I kept thinking that there had to be a way to ingest a .sql file from spark, so I went down the rabbit hole of sql parsers (sqlglot
[the scala spark native ParserInterface](https://stackoverflow.com/questions/52108677/how-to-extract-tables-with-data-from-sql-dumps-using-spark), a python equivalent), but these all seem geared towards table ingestion, not database/schema level ingestion. (plus coming across another [fun bug](https://stackoverflow.com/questions/15434709/checksum-exception-when-reading-from-or-copying-to-hdfs-in-apache-hadoop) when trying to copy back to the external location)
I'm going to try from mysql now, but I'm still concerned about accessing a temporary server set up on the cluster (I guess I'd use 'localhost'), but I can't find any examples of anyone doing this.
Has anyone got a better/functional solution?
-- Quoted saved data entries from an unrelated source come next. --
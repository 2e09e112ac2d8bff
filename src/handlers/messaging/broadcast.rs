//! BROADCAST handler.

use crate::handlers::core::context::required_str;
use crate::handlers::{Context, DispatchOutcome, Handler, HandlerError, HandlerResult};
use crate::state::Permission;
use async_trait::async_trait;
use serde_json::{Map, Value};
use slbroker_proto::{Message, reply};
use tracing::debug;

/// Field added to broadcast data: the channel it was published on.
pub const CHANNEL_FIELD: &str = "__channel";
/// Field added to broadcast data: the sender's connection token.
pub const SENDER_FIELD: &str = "__sid";

/// Handler for `broadcast {channel, event, data}`.
///
/// Publishes `{event: data}` to every subscriber of an existing channel,
/// the sender included if subscribed. Requires WRITE.
pub struct BroadcastHandler;

#[async_trait]
impl Handler for BroadcastHandler {
    async fn handle(&self, ctx: &Context<'_>, msg: &Message) -> HandlerResult<DispatchOutcome> {
        let name = required_str(msg, "channel")?;
        let event = required_str(msg, "event")?;
        let mut data = match msg.data.get("data") {
            None | Some(Value::Null) => Map::new(),
            Some(Value::Object(map)) => map.clone(),
            Some(_) => return Err(HandlerError::BadRequest("'data' must be an object".into())),
        };

        ctx.require(Permission::WRITE)?;

        let channel = ctx
            .vhost
            .get_channel(name)
            .ok_or_else(|| HandlerError::NoSuchChannel(name.to_string()))?;

        data.insert(CHANNEL_FIELD.to_string(), Value::String(name.to_string()));
        data.insert(
            SENDER_FIELD.to_string(),
            Value::String(ctx.conn.token().to_string()),
        );

        let delivered = channel.publish(&reply::event(event, data));
        debug!(channel = %name, event = %event, delivered, "Broadcast");
        Ok(DispatchOutcome::Continue)
    }
}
I'm lost int the wilderness, please send help.
(My current plan is to manually set up a server on my local env and access it from databricks and copy up a single version of it so I can at least look at the data, and keep trying to fight for a reasonable source of data...)
06-13-2023 07:43 AM
@Sylvia VB :
Here are some suggestions and considerations to help you navigate through the issues:
06-05-2023 02:03 PM
Well ideally you can dump the data as json into blob.
Or when you get access, make a sql connection with python and create tables in blob (Delta is the default).
Otherwise, does this option work?
df = sc.textFile(<path to sql.gz file>)
df.display()
07-07-2023 05:27 AM
Hi!
Sorry for not replying sooner (had to put this project on the side for a bit.)
I was able to dump the json blob and read it as a text file after changing the storage, etc.
My issue was finding a way to parse it as a database.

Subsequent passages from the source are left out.